From owner-freebsd-arch  Mon Nov 27 17: 2:16 2000
Delivered-To: freebsd-arch@freebsd.org
Received: from net2.gendyn.com (nat2.gendyn.com [204.60.171.12])
	by hub.freebsd.org (Postfix) with ESMTP id 303E337B4C5
	for <arch@freebsd.org>; Mon, 27 Nov 2000 17:02:09 -0800 (PST)
Received: from [153.11.11.3] (helo=plunger.gdeb.com)
	by net2.gendyn.com with esmtp (Exim 2.12 #1)
	id 140Z9g-000Ln6-00
	for arch@freebsd.org; Mon, 27 Nov 2000 20:01:56 -0500
Received: from orion.caen.gdeb.com ([153.11.109.11])
	by plunger.gdeb.com  with ESMTP id TAA03337;
	Mon, 27 Nov 2000 19:58:45 -0500 (EST)
Received: from gdeb.com (gpz.clc.gdeb.com [192.168.3.12])
	by orion.caen.gdeb.com (8.9.3/8.9.3) with ESMTP id TAA00995;
	Mon, 27 Nov 2000 19:59:00 -0500 (EST)
	(envelope-from deischen@gdeb.com)
Message-ID: <3A230437.F8318078@gdeb.com>
Date: Mon, 27 Nov 2000 20:02:47 -0500
From: Dan Eischen <deischen@gdeb.com>
X-Mailer: Mozilla 4.75 [en] (X11; U; SunOS 5.8 sun4u)
X-Accept-Language: en
MIME-Version: 1.0
To: arch@freebsd.org
Cc: julian@elischer.org, jasone@canonware.com
Subject: Re: Threads (KSE etc) comments
Content-Type: text/plain; charset=us-ascii
Content-Transfer-Encoding: 7bit
Sender: owner-freebsd-arch@FreeBSD.ORG
Precedence: bulk
X-Loop: FreeBSD.ORG

I promised to post my thoughts on the User Thread Scheduler.
Here they are in hopefully some presentable form.

--
Dan Eischen

----------------------------------------------------------------------

1. Overview

This is a discussion of some of the issues in the User Thread Scheduler
in the FreeBSD KSE project.  This doesn't go into much detail on the
design and implementation, but focuses more on the scheduling models
and the (userland) API.

2. Definitions

Kernel Scheduled Entities (KSE) - This is the entity in which user
threads are scheduled.  A process may have multiple KSEs in which
to schedule threads.  A KSE may be viewed as a virtual processor
to the UTS.  The number of KSEs available for threads with contention
scope process may be limited to the actual number of processors in
the system (TBD).

Kernel Scheduled Entity Group (KSEG) - A group of KSEs that, as
outlined so far, contains the shared quantum and priority.  This is
currently under discussion.

Scheduling Allocation Domain - The number of processors over which
threads can be scheduled.  This really correlates into how many KSEs
are allocated to the process.

User Thread Scheduler (UTS) - This is responsible for scheduling user
level threads over the available processors (KSEs).

3. Scheduling Models

Threads are scheduled according to their contention scope and allocation
domain.  The contention scope, as defined by POSIX, is either system or
process contention scope (PTHREAD_SCOPE_SYSTEM and PTHREAD_SCOPE_PROCESS
respectively).  Each contention scope system thread is bound to its own
private KSE.  This KSE has its own quantum and priority (if it needs
a KSEG to obtain that, so be it) such that the thread competes on a
system-wide basis with other system scope threads.  Contention scope
system threads need not be part of any scheduling queue since there are
no other threads in competition for processing time on that KSE.

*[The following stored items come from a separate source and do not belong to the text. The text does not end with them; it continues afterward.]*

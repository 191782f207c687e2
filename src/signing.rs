//! HMAC-SHA256 signatures over raw request bodies.
//!
//! Signatures are always computed over the exact bytes put on the wire.
//! Re-serializing a parsed body can reorder keys or change whitespace, which
//! breaks verification on the receiving side.

use hmac::{Hmac, Mac};
use sha2::Sha256;

/// Header carrying the hex-encoded signature.
pub const SIGNATURE_HEADER: &str = "x-webhook-signature";

type HmacSha256 = Hmac<Sha256>;

fn mac_for(secret: &[u8]) -> HmacSha256 {
    // HMAC accepts keys of any length; this cannot fail.
    HmacSha256::new_from_slice(secret).expect("hmac key of any length")
}

/// Sign `raw_body` with `secret`, returning lowercase hex.
pub fn sign(raw_body: &[u8], secret: &[u8]) -> String {
    let mut mac = mac_for(secret);
    mac.update(raw_body);
    hex::encode(mac.finalize().into_bytes())
}

/// Check `signature_hex` against `raw_body`.
///
/// Comparison is constant-time. A signature that is not valid hex is
/// rejected rather than treated as an error.
pub fn verify(raw_body: &[u8], signature_hex: &str, secret: &[u8]) -> bool {
    let Ok(signature) = hex::decode(signature_hex.trim()) else {
        return false;
    };

    let mut mac = mac_for(secret);
    mac.update(raw_body);
    mac.verify_slice(&signature).is_ok()
}

#[derive(Debug, Clone, PartialEq, Eq, thiserror::Error)]
pub enum VerificationError {
    #[error("missing x-webhook-signature header")]
    MissingSignature,

    #[error("signature does not match body")]
    InvalidSignature,
}

/// Verify an incoming webhook request in one call.
///
/// Intended for receivers: pass the request headers as `(name, value)`
/// pairs and the body bytes exactly as read from the socket.
pub fn verify_webhook_request<'a, I>(
    headers: I,
    raw_body: &[u8],
    secret: &[u8],
) -> Result<(), VerificationError>
where
    I: IntoIterator<Item = (&'a str, &'a str)>,
{
    let signature = headers
        .into_iter()
        .find(|(name, _)| name.eq_ignore_ascii_case(SIGNATURE_HEADER))
        .map(|(_, value)| value)
        .ok_or(VerificationError::MissingSignature)?;

    if verify(raw_body, signature, secret) {
        Ok(())
    } else {
        Err(VerificationError::InvalidSignature)
    }
}
//! Read-only rollups over a snapshot of events.

use chrono::{DateTime, Duration, Utc};
use serde::Serialize;

use crate::types::{Event, EventPriority, EventStatus};

#[derive(Debug, Clone, Copy, PartialEq, Serialize)]
pub struct EventStatistics {
    pub total: usize,
    pub pending: usize,
    pub processed: usize,
    pub critical: usize,
    /// Events created in the 24 hours before `now`, divided by 24.
    pub events_per_hour: f64,
}

/// Recomputes statistics from scratch on every call.
#[derive(Debug, Clone, Copy, Default)]
pub struct EventStatisticsAggregator;

impl EventStatisticsAggregator {
    pub fn aggregate(events: &[Event], now: DateTime<Utc>) -> EventStatistics {
        let window_start = now - Duration::hours(24);

        let mut stats = EventStatistics {
            total: events.len(),
            pending: 0,
            processed: 0,
            critical: 0,
            events_per_hour: 0.0,
        };
        let mut recent = 0usize;

        for event in events {
            if event.status == EventStatus::Pending {
                stats.pending += 1;
            }
            if event.processed_at.is_some() {
                stats.processed += 1;
            }
            if event.priority == EventPriority::Critical {
                stats.critical += 1;
            }
            if event.created_at >= window_start {
                recent += 1;
            }
        }

        stats.events_per_hour = recent as f64 / 24.0;
        stats
    }
}
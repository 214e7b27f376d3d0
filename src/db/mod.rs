//! Storage layer.
//!
//! Services talk to storage through the repository traits only; the factory
//! picks the concrete backend at startup. Callers hold whichever repository
//! they constructed and pass it down explicitly.
//!
//! ```text
//!   ┌───────────────────────────┐
//!   │         Services          │
//!   └─────────────┬─────────────┘
//!                 │
//!   ┌─────────────▼─────────────┐
//!   │   FullRepository traits   │
//!   └─────────────┬─────────────┘
//!                 │
//!   ┌─────────────▼─────────────┐
//!   │      LocalRepository      │
//!   └───────────────────────────┘
//! ```

pub mod etag;
pub mod factory;
pub mod repositories;
pub mod repository;

pub use factory::{RepositoryBuilder, RepositoryFactory, RepositoryType};
pub use repositories::LocalRepository;
pub use repository::{
    EventRepository, FullRepository, LockRepository, PlanningRepository, RepositoryError,
    RepositoryResult,
};
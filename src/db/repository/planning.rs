//! Planning repository trait.

use async_trait::async_trait;

use super::error::RepositoryResult;
use crate::api::{EventId, PlanningId};
use crate::models::planning::{Agenda, PlanningItem};

// ==================== Planning Repository ====================

/// Repository trait for planning items and agendas.
#[async_trait]
pub trait PlanningRepository: Send + Sync {
    /// Store a new planning item.
    ///
    /// A temporary or empty id is replaced with a persistent one. When the
    /// item points at an event, it is appended to that event's planning list.
    ///
    /// # Arguments
    /// * `planning` - The planning item to store
    ///
    /// # Returns
    /// The planning item as persisted.
    async fn create_planning(&self, planning: &PlanningItem) -> RepositoryResult<PlanningItem>;

    /// Fetch a single planning item by id.
    async fn get_planning(&self, id: &PlanningId) -> RepositoryResult<PlanningItem>;

    /// Planning items covering one event, in the event's planning order.
    async fn get_plannings_for_event(
        &self,
        event_id: &EventId,
    ) -> RepositoryResult<Vec<PlanningItem>>;

    /// Planning items covering any of the given events, grouped per event in
    /// the order the ids were passed.
    async fn get_plannings_for_events(
        &self,
        event_ids: &[EventId],
    ) -> RepositoryResult<Vec<PlanningItem>>;

    /// All agendas, ordered by id.
    async fn list_agendas(&self) -> RepositoryResult<Vec<Agenda>>;

    /// Store a new agenda, assigning an id when it has none.
    async fn create_agenda(&self, agenda: &Agenda) -> RepositoryResult<Agenda>;
}
//! Wall-clock time helpers for zoned event schedules.
//!
//! Event schedules are stored as UTC instants with an IANA zone name alongside.
//! The editing operations work in wall-clock terms (what the user sees on the
//! calendar), so this module provides the conversions between the two views.

use chrono::{DateTime, Datelike, Duration, LocalResult, NaiveDate, NaiveDateTime, NaiveTime, TimeZone};
use chrono_tz::Tz;

/// Display format used when a schedule is re-zoned: the wall-clock reading is
/// formatted in the old zone and re-read in the new one. Seconds are not part
/// of the format, so re-zoned values are minute-precision.
pub const WALL_CLOCK_FORMAT: &str = "%d/%m/%Y %H:%M";

/// Resolve a naive local datetime in a zone.
///
/// Ambiguous readings (clocks rolled back) resolve to the earliest mapping.
/// Nonexistent readings (clocks rolled forward) probe forward in half-hour
/// steps until a valid local time is found; DST gaps are at most a few hours
/// wide.
pub fn resolve_local(tz: Tz, naive: NaiveDateTime) -> DateTime<Tz> {
    let mut candidate = naive;
    for _ in 0..48 {
        match tz.from_local_datetime(&candidate) {
            LocalResult::Single(dt) => return dt,
            LocalResult::Ambiguous(earliest, _) => return earliest,
            LocalResult::None => candidate = candidate + Duration::minutes(30),
        }
    }
    tz.from_utc_datetime(&naive)
}

/// Midnight at the start of the instant's local day.
pub fn start_of_day(dt: DateTime<Tz>) -> DateTime<Tz> {
    resolve_local(dt.timezone(), dt.date_naive().and_time(NaiveTime::MIN))
}

/// Last representable instant of the local day (23:59:59.999999999).
pub fn end_of_day(dt: DateTime<Tz>) -> DateTime<Tz> {
    let last = NaiveTime::from_hms_nano_opt(23, 59, 59, 999_999_999).unwrap();
    resolve_local(dt.timezone(), dt.date_naive().and_time(last))
}

/// Replace the time-of-day of an instant, keeping its local date and zone.
pub fn merge_time_of_day(dt: DateTime<Tz>, time: NaiveTime) -> DateTime<Tz> {
    resolve_local(dt.timezone(), dt.date_naive().and_time(time))
}

/// Move an instant to another zone keeping the wall-clock reading.
///
/// The instant changes; the calendar date and `HH:mm` stay what the user saw.
/// This is the round trip through [`WALL_CLOCK_FORMAT`], so seconds are
/// dropped.
pub fn rezone_keep_wall_clock(dt: DateTime<Tz>, to: Tz) -> DateTime<Tz> {
    let wall = dt.format(WALL_CLOCK_FORMAT).to_string();
    match NaiveDateTime::parse_from_str(&wall, WALL_CLOCK_FORMAT) {
        Ok(naive) => resolve_local(to, naive),
        // The round trip is total for representable dates; keep the instant
        // if it ever is not.
        Err(_) => dt.with_timezone(&to),
    }
}

/// First day of the week containing `date`.
///
/// `start_of_week` counts from Sunday: 0 = Sunday, 1 = Monday, ... 6 = Saturday.
pub fn week_anchor(date: NaiveDate, start_of_week: u8) -> NaiveDate {
    let start = u32::from(start_of_week % 7);
    let offset = (7 + date.weekday().num_days_from_sunday() - start) % 7;
    date - Duration::days(i64::from(offset))
}
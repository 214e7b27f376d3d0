//! Repository factory.
//!
//! Central place for constructing repository instances, either directly,
//! from configuration, or from the environment.

use std::sync::Arc;

use log::info;

use super::repositories::LocalRepository;
use super::repository::{FullRepository, RepositoryError, RepositoryResult};
use crate::config::PlanningConfig;

/// Supported repository backends.
#[derive(Debug, Clone, Copy, PartialEq, Eq)]
pub enum RepositoryType {
    /// In-memory store for tests and development.
    Local,
}

impl RepositoryType {
    /// Parse a backend name, case-insensitive.
    pub fn from_str(s: &str) -> Result<Self, String> {
        match s.to_lowercase().as_str() {
            "local" | "memory" => Ok(RepositoryType::Local),
            other => Err(format!("Unknown repository type: {}", other)),
        }
    }

    /// Backend named by the `REPOSITORY_TYPE` environment variable. Falls
    /// back to [`RepositoryType::Local`] when the variable is unset.
    pub fn from_env() -> Result<Self, String> {
        match std::env::var("REPOSITORY_TYPE") {
            Ok(value) => Self::from_str(&value),
            Err(_) => Ok(RepositoryType::Local),
        }
    }
}

/// Factory for constructing repository instances.
pub struct RepositoryFactory;

impl RepositoryFactory {
    /// Construct a repository of the given type.
    pub fn create(repo_type: RepositoryType) -> Arc<dyn FullRepository> {
        match repo_type {
            RepositoryType::Local => Self::create_local(),
        }
    }

    pub fn create_local() -> Arc<dyn FullRepository> {
        info!("Creating local in-memory repository");
        Arc::new(LocalRepository::new())
    }

    /// Construct the repository named in the configuration.
    pub fn from_config(config: &PlanningConfig) -> RepositoryResult<Arc<dyn FullRepository>> {
        let repo_type = config
            .repository_type()
            .map_err(RepositoryError::ConfigurationError)?;
        Ok(Self::create(repo_type))
    }

    /// Construct the repository named by `REPOSITORY_TYPE`.
    pub fn from_env() -> Result<Arc<dyn FullRepository>, String> {
        Ok(Self::create(RepositoryType::from_env()?))
    }
}

/// Fluent builder over the factory.
pub struct RepositoryBuilder {
    repo_type: RepositoryType,
}

impl RepositoryBuilder {
    pub fn new() -> Self {
        Self {
            repo_type: RepositoryType::Local,
        }
    }

    pub fn with_type(mut self, repo_type: RepositoryType) -> Self {
        self.repo_type = repo_type;
        self
    }

    pub fn from_config(mut self, config: &PlanningConfig) -> Result<Self, String> {
        self.repo_type = config.repository_type()?;
        Ok(self)
    }

    pub fn build(self) -> Arc<dyn FullRepository> {
        RepositoryFactory::create(self.repo_type)
    }
}

impl Default for RepositoryBuilder {
    fn default() -> Self {
        Self::new()
    }
}

#[cfg(test)]
mod tests {
    use super::*;
    use crate::db::repository::EventRepository;

    #[test]
    fn test_from_str_parses_known_names() {
        assert_eq!(RepositoryType::from_str("local").unwrap(), RepositoryType::Local);
        assert_eq!(RepositoryType::from_str("LOCAL").unwrap(), RepositoryType::Local);
        assert_eq!(RepositoryType::from_str("memory").unwrap(), RepositoryType::Local);
    }

    #[test]
    fn test_from_str_rejects_unknown_names() {
        assert!(RepositoryType::from_str("postgres").is_err());
        assert!(RepositoryType::from_str("").is_err());
    }

    #[tokio::test]
    async fn test_builder_produces_healthy_repository() {
        let repo = RepositoryBuilder::new()
            .with_type(RepositoryType::Local)
            .build();
        assert!(repo.health_check().await.is_ok());
    }

    #[tokio::test]
    async fn test_from_config_uses_configured_backend() {
        let config = PlanningConfig::default();
        let repo = RepositoryFactory::from_config(&config).unwrap();
        assert!(repo.health_check().await.is_ok());
    }
}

Contention scope process threads are more interesting in that there are
several possible scheduling schemes depending on the allocation domain
and on the number of quanta granted by the kernel (not including quanta
granted for scope system threads).

3.1 Single Queue, Single Allocation Domain

This is the common case where there is only 1 CPU and only 1 quantum
granted to handle scope process threads.  All runnable threads are placed
in the same queue and compete for processor time on one scheduleable
entity (with 1 quantum).

3.2 Single Queue, Multiple Allocation Domain

Here we have N schedulable entities over which threads can be executed.
All runnable threads are placed in the same queue and are scheduled onto
N schedule entities as they become avaliable.  When a thread blocks or
completes in a schedulable entity, then another thread is pulled from
the single run queue for execution.  If a KSE is preempted while running
a thread, and in lieu of any hint from the application as to the binding
of threads to KSEs, the UTS would only resume that thread on the next
KSE if its priority was (strictly) greater than the priority of the next
thread in the run queue, or if the preempted thread was in a critical
region.

Whether or not the scheduled entities have their own quantum is not known
at this point, but under the current design it is possible (the UTS could
create N KSEG/KSE pairs to allow this instead of N KSEs within 1 KSEG).  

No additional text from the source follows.